With the Post Office having moved towards a franchise model, local provision is increasingly reliant on private individuals providing a post office as well as running their own business. If those individuals decide to hand in the keys, the Post Office is left to try to find a replacement, and the community is without a post office until it does. I shall explore three areas in my speech. First, I shall provide a brief case study of the closure of my local post office in Heathfield in my constituency, Bexhill and Battle. Secondly, I shall assess whether the Government’s contract with Post Office Ltd obliges the latter to provide replacement post offices following closures. Thirdly, I shall ask the Minister what more can be done to ensure that Post Office Ltd is held responsible for better service provision.
Turning first to the case study on post office closure, Heathfield is a rural settlement serving 12,000 residents. It is the largest parish in the country by population. In most eyes, it is a town, although it is fair to say that I would be run out of town—or, indeed, parish—if I suggested so. As befits a population of that size, Heathfield has a high street with banks, supermarkets, and both national and local shops. Whereas high streets around the country may be struggling, Heathfield’s has strong footfall, with new national retailers opening for business.

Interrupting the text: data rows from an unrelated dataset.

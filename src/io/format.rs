//! Number formatting for the text format.
//!
//! Support vector data is written with C `%.Ng` semantics: `N` significant
//! digits, fixed or exponential notation depending on the decimal exponent,
//! trailing zeros removed. Header reals use the shortest representation that
//! parses back to the same `f64`.

/// Significant digits used for dual coefficients (exact for `f64`).
pub const COEFFICIENT_DIGITS: usize = 17;

/// Significant digits used for feature values.
pub const FEATURE_DIGITS: usize = 9;

/// Format `value` like C's `printf("%.{digits}g", value)`.
pub fn format_significant(value: f64, digits: usize) -> String {
    if !value.is_finite() {
        return value.to_string();
    }
    if value == 0.0 {
        return if value.is_sign_negative() { "-0" } else { "0" }.to_string();
    }

    let precision = digits.max(1);
    let sci = format!("{:.*e}", precision - 1, value);
    let Some((mantissa, exponent)) = sci.split_once('e') else {
        return sci;
    };
    let exponent: i32 = exponent.parse().unwrap_or(0);

    if exponent < -4 || exponent >= precision as i32 {
        let sign = if exponent < 0 { '-' } else { '+' };
        format!(
            "{}e{}{:02}",
            trim_fraction(mantissa),
            sign,
            exponent.unsigned_abs()
        )
    } else {
        let decimals = (precision as i32 - 1 - exponent) as usize;
        trim_fraction(&format!("{:.*}", decimals, value)).to_string()
    }
}

/// Shortest text that parses back to exactly `value`.
///
/// Very large and very small magnitudes switch to exponent notation so that
/// values like `1e-300` don't expand to hundreds of digits.
pub fn format_shortest(value: f64) -> String {
    let magnitude = value.abs();
    if value != 0.0 && value.is_finite() && !(1e-5..1e16).contains(&magnitude) {
        format!("{value:e}")
    } else {
        format!("{value}")
    }
}

fn trim_fraction(s: &str) -> &str {
    if s.contains('.') {
        s.trim_end_matches('0').trim_end_matches('.')
    } else {
        s
    }
}
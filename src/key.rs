//! Dependency and module keys

use std::fmt;
use std::sync::Arc;

use uuid::Uuid;

/// Identifier under which a binding is stored and resolved.
///
/// Two modes are supported, chosen per key by the caller:
///
/// - **Named** ([`DependencyKey::named`]): equality is by the text itself.
///   Named keys are cheap and deliberately collidable — binding the same
///   name in a later-loaded module overrides the earlier binding.
/// - **Token** ([`DependencyKey::token`]): carries a process-unique id.
///   Two tokens created with the same label are never equal, so token keys
///   cannot collide across modules.
///
/// `&str` converts into a named key, so string literals can be passed
/// directly wherever a key is expected.
///
/// # Examples
///
/// ```
/// use loadout::DependencyKey;
///
/// let a = DependencyKey::named("DATABASE");
/// let b = DependencyKey::named("DATABASE");
/// assert_eq!(a, b);
///
/// let t1 = DependencyKey::token("DATABASE");
/// let t2 = DependencyKey::token("DATABASE");
/// assert_ne!(t1, t2);
/// assert_eq!(t1, t1.clone());
/// ```
#[derive(Debug, Clone, PartialEq, Eq, Hash)]
pub enum DependencyKey {
	/// Textual key, compared by content
	Named(Arc<str>),
	/// Unique token; the label is carried for diagnostics only
	Token {
		/// Process-unique identity of this token
		id: Uuid,
		/// Human-readable label shown in error messages
		label: Arc<str>,
	},
}

impl DependencyKey {
	/// Creates a textual key compared by content.
	pub fn named(name: impl AsRef<str>) -> Self {
		Self::Named(Arc::from(name.as_ref()))
	}

	/// Creates a collision-free unique token carrying `label` for display.
	pub fn token(label: impl AsRef<str>) -> Self {
		Self::Token {
			id: Uuid::new_v4(),
			label: Arc::from(label.as_ref()),
		}
	}

	/// The human-readable form of the key, used in error messages.
	pub fn label(&self) -> &str {
		match self {
			Self::Named(name) => name,
			Self::Token { label, .. } => label,
		}
	}
}

impl fmt::Display for DependencyKey {
	fn fmt(&self, f: &mut fmt::Formatter<'_>) -> fmt::Result {
		f.write_str(self.label())
	}
}

impl From<&str> for DependencyKey {
	fn from(name: &str) -> Self {
		Self::named(name)
	}
}

impl From<String> for DependencyKey {
	fn from(name: String) -> Self {
		Self::Named(Arc::from(name.as_str()))
	}
}

impl From<&DependencyKey> for DependencyKey {
	fn from(key: &DependencyKey) -> Self {
		key.clone()
	}
}

/// Identifier under which a module is attached to a container.
///
/// Same dual design as [`DependencyKey`]: named keys compare by text, token
/// keys are process-unique.
#[derive(Debug, Clone, PartialEq, Eq, Hash)]
pub enum ModuleKey {
	/// Textual key, compared by content
	Named(Arc<str>),
	/// Unique token; the label is carried for diagnostics only
	Token {
		/// Process-unique identity of this token
		id: Uuid,
		/// Human-readable label shown in log output
		label: Arc<str>,
	},
}

impl ModuleKey {
	/// Creates a textual module key compared by content.
	pub fn named(name: impl AsRef<str>) -> Self {
		Self::Named(Arc::from(name.as_ref()))
	}

	/// Creates a collision-free unique module token.
	pub fn token(label: impl AsRef<str>) -> Self {
		Self::Token {
			id: Uuid::new_v4(),
			label: Arc::from(label.as_ref()),
		}
	}

	/// The human-readable form of the key.
	pub fn label(&self) -> &str {
		match self {
			Self::Named(name) => name,
			Self::Token { label, .. } => label,
		}
	}
}

impl fmt::Display for ModuleKey {
	fn fmt(&self, f: &mut fmt::Formatter<'_>) -> fmt::Result {
		f.write_str(self.label())
	}
}

impl From<&str> for ModuleKey {
	fn from(name: &str) -> Self {
		Self::named(name)
	}
}

impl From<String> for ModuleKey {
	fn from(name: String) -> Self {
		Self::Named(Arc::from(name.as_str()))
	}
}

impl From<&ModuleKey> for ModuleKey {
	fn from(key: &ModuleKey) -> Self {
		key.clone()
	}
}
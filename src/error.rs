//! Error types for dependency resolution

use crate::key::DependencyKey;

/// Result alias used throughout the crate.
pub type DiResult<T> = Result<T, DiError>;

/// Errors surfaced by the container and the binding helpers.
///
/// None of these are recovered internally: every failure propagates to the
/// caller of [`Container::get`](crate::Container::get) or
/// [`Container::run_in_scope`](crate::Container::run_in_scope) with the
/// container's bookkeeping (resolution stack, scoped caches) already restored.
#[derive(Debug, thiserror::Error)]
pub enum DiError {
	/// No loaded module (searched most-recently-loaded first) contains a
	/// binding for the requested key.
	#[error("no binding found for key: {key}")]
	BindingNotFound {
		/// The key that could not be resolved
		key: DependencyKey,
	},

	/// The key being resolved is already mid-resolution on the stack.
	#[error("circular dependency detected: {path}")]
	CircularDependency {
		/// Full ordered chain, e.g. `A -> B -> A`
		path: String,
	},

	/// A `Scoped` binding was resolved outside of any
	/// [`run_in_scope`](crate::Container::run_in_scope) invocation.
	#[error("cannot resolve scoped binding outside of a scope: {key}")]
	NoActiveScope {
		/// The scoped key that was requested
		key: DependencyKey,
	},

	/// A dependency list handed to a binding helper was malformed.
	#[error("invalid dependency specification: {reason}")]
	InvalidDependencySpecification {
		/// What was wrong with the specification
		reason: String,
	},

	/// A resolved instance could not be downcast to the requested type.
	#[error("binding for key {key} is not of type {expected}")]
	TypeMismatch {
		/// The key whose instance had an unexpected type
		key: DependencyKey,
		/// The type the caller asked for
		expected: &'static str,
	},
}
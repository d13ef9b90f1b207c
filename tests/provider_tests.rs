//! Binding helper behavior
//!
//! `to_value`, `to_factory` and `to_function` adapters, dependency
//! specification validation, and typed downcast failures.

use loadout::{
	Container, DependencySpec, DiError, DiResult, Lifetime, ResolvedDeps, to_factory, to_function,
	to_value,
};

#[derive(Debug)]
struct Endpoint {
	url: String,
}

fn build_endpoint(deps: &ResolvedDeps) -> DiResult<Endpoint> {
	let host = deps.get::<String>(0)?;
	let port = deps.get::<u16>(1)?;
	Ok(Endpoint {
		url: format!("http://{host}:{port}"),
	})
}

// ============================================================================
// to_value / to_factory
// ============================================================================

#[test]
fn to_value_supports_arbitrary_types() {
	let container = Container::new();
	container
		.bind("string", to_value("str".to_string()))
		.bind("number", to_value(42u32))
		.bind("flag", to_value(true))
		.bind("list", to_value(vec![1, 2, 3]));

	assert_eq!(*container.get::<String>("string").unwrap(), "str");
	assert_eq!(*container.get::<u32>("number").unwrap(), 42);
	assert!(*container.get::<bool>("flag").unwrap());
	assert_eq!(*container.get::<Vec<i32>>("list").unwrap(), vec![1, 2, 3]);
}

#[test]
fn to_factory_can_resolve_other_keys() {
	let container = Container::new();
	container.bind("base", to_value(40u32));
	container.bind(
		"derived",
		to_factory(|resolve| {
			let base = resolve.resolve::<u32>("base")?;
			Ok(*base + 2)
		}),
	);

	assert_eq!(*container.get::<u32>("derived").unwrap(), 42);
}

#[test]
fn factory_errors_propagate_to_the_caller() {
	let container = Container::new();
	container.bind(
		"failing",
		to_factory::<u32, _>(|_| {
			Err(DiError::InvalidDependencySpecification {
				reason: "factory rejected its input".to_string(),
			})
		}),
	);

	assert!(container.get::<u32>("failing").is_err());
}

// ============================================================================
// to_function with positional dependencies
// ============================================================================

#[test]
fn to_function_resolves_positional_dependencies_in_order() {
	let container = Container::new();
	container.bind("host", to_value("localhost".to_string()));
	container.bind("port", to_value(8080u16));
	container.bind(
		"endpoint",
		to_function(
			build_endpoint,
			DependencySpec::list(["host", "port"]),
			Lifetime::Singleton,
		)
		.unwrap(),
	);

	let endpoint = container.get::<Endpoint>("endpoint").unwrap();
	assert_eq!(endpoint.url, "http://localhost:8080");
}

#[test]
fn to_function_without_dependencies() {
	let container = Container::new();
	container.bind(
		"constant",
		to_function(
			|deps| {
				assert!(deps.is_empty());
				Ok(7u32)
			},
			DependencySpec::list(Vec::<&str>::new()),
			Lifetime::Singleton,
		)
		.unwrap(),
	);

	assert_eq!(*container.get::<u32>("constant").unwrap(), 7);
}

#[test]
fn missing_positional_dependency_surfaces_binding_not_found() {
	let container = Container::new();
	container.bind(
		"endpoint",
		to_function(
			build_endpoint,
			DependencySpec::list(["host", "port"]),
			Lifetime::Singleton,
		)
		.unwrap(),
	);

	match container.get::<Endpoint>("endpoint").unwrap_err() {
		DiError::BindingNotFound { key } => assert_eq!(key.label(), "host"),
		other => panic!("expected BindingNotFound, got {other:?}"),
	}
}

#[test]
fn out_of_range_index_is_an_invalid_specification() {
	let container = Container::new();
	container.bind("host", to_value("localhost".to_string()));
	container.bind(
		"service",
		to_function(
			|deps| deps.get::<String>(5).map(|host| (*host).clone()),
			DependencySpec::list(["host"]),
			Lifetime::Singleton,
		)
		.unwrap(),
	);

	assert!(matches!(
		container.get::<String>("service"),
		Err(DiError::InvalidDependencySpecification { .. })
	));
}

// ============================================================================
// to_function with named dependencies
// ============================================================================

#[test]
fn to_function_resolves_named_dependencies() {
	let container = Container::new();
	container.bind("DB_HOST", to_value("db.internal".to_string()));
	container.bind("DB_PORT", to_value(5432u16));
	container.bind(
		"endpoint",
		to_function(
			|deps| {
				let host = deps.get_named::<String>("host")?;
				let port = deps.get_named::<u16>("port")?;
				Ok(Endpoint {
					url: format!("http://{host}:{port}"),
				})
			},
			DependencySpec::named([("host", "DB_HOST"), ("port", "DB_PORT")]),
			Lifetime::Singleton,
		)
		.unwrap(),
	);

	let endpoint = container.get::<Endpoint>("endpoint").unwrap();
	assert_eq!(endpoint.url, "http://db.internal:5432");
}

#[test]
fn duplicate_names_fail_at_declaration_time() {
	let result = to_function(
		|_| Ok(0u32),
		DependencySpec::named([("db", "DB"), ("db", "DB_REPLICA")]),
		Lifetime::Singleton,
	);

	match result.unwrap_err() {
		DiError::InvalidDependencySpecification { reason } => {
			assert!(reason.contains("duplicate dependency name"));
		}
		other => panic!("expected InvalidDependencySpecification, got {other:?}"),
	}
}

#[test]
fn empty_names_fail_at_declaration_time() {
	let result = to_function(
		|_| Ok(0u32),
		DependencySpec::named([("", "DB")]),
		Lifetime::Singleton,
	);

	assert!(matches!(
		result,
		Err(DiError::InvalidDependencySpecification { .. })
	));
}

#[test]
fn unknown_name_lookup_is_an_invalid_specification() {
	let container = Container::new();
	container.bind("DB_HOST", to_value("db.internal".to_string()));
	container.bind(
		"service",
		to_function(
			|deps| deps.get_named::<String>("nope").map(|v| (*v).clone()),
			DependencySpec::named([("host", "DB_HOST")]),
			Lifetime::Singleton,
		)
		.unwrap(),
	);

	assert!(matches!(
		container.get::<String>("service"),
		Err(DiError::InvalidDependencySpecification { .. })
	));
}

// ============================================================================
// Typed downcast failures
// ============================================================================

#[test]
fn requesting_the_wrong_type_fails_with_type_mismatch() {
	let container = Container::new();
	container.bind("answer", to_value(42u32));

	match container.get::<String>("answer").unwrap_err() {
		DiError::TypeMismatch { key, expected } => {
			assert_eq!(key.label(), "answer");
			assert!(expected.contains("String"));
		}
		other => panic!("expected TypeMismatch, got {other:?}"),
	}
}

#[test]
fn dependency_downcast_to_the_wrong_type_fails_with_type_mismatch() {
	let container = Container::new();
	container.bind("port", to_value(5432u16));
	container.bind(
		"service",
		to_function(
			|deps| deps.get::<String>(0).map(|v| (*v).clone()),
			DependencySpec::list(["port"]),
			Lifetime::Singleton,
		)
		.unwrap(),
	);

	match container.get::<String>("service").unwrap_err() {
		DiError::TypeMismatch { key, .. } => assert_eq!(key.label(), "port"),
		other => panic!("expected TypeMismatch, got {other:?}"),
	}
}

In March this year, the postmaster running the post office branch expressed a wish to leave the business. Post Office Ltd identified a potential new postmaster, but he was unfortunately unable to secure a lease agreement on the site. Sadly, the branch closed on 1 April 2015. The Post Office employed an agent postmaster, but he could not agree a lease on the premises either. That leads to my first issue: Post Office Ltd will send in a temporary postmaster to run a post office only from the existing site, so people are at the mercy of the landlord when it comes to making this work. Post Office Ltd will not look at alternative temporary premises for the temporary postmaster, despite there being plenty of premises available in my Heathfield example.
By summer, the pressure applied by the community and our fantastic county, district and parish councillors caused Post Office Ltd to consider a temporary solution in the form of a portakabin post office. Despite the district council offering a berth in the car park adjacent to the existing site, Post Office Ltd decided that that was not logistically possible, so it opted for a different car park in Heathfield. Having delivered the portakabin via crane, time was taken waiting for BT and other suppliers to kit out said portakabin. That leads to my second issue: Post Office Ltd must have huge buy-in clout when dealing with its vendors, but there appeared to be an institutional unwillingness to drive BT and others to deliver the required capability, or to hold feet to the fire.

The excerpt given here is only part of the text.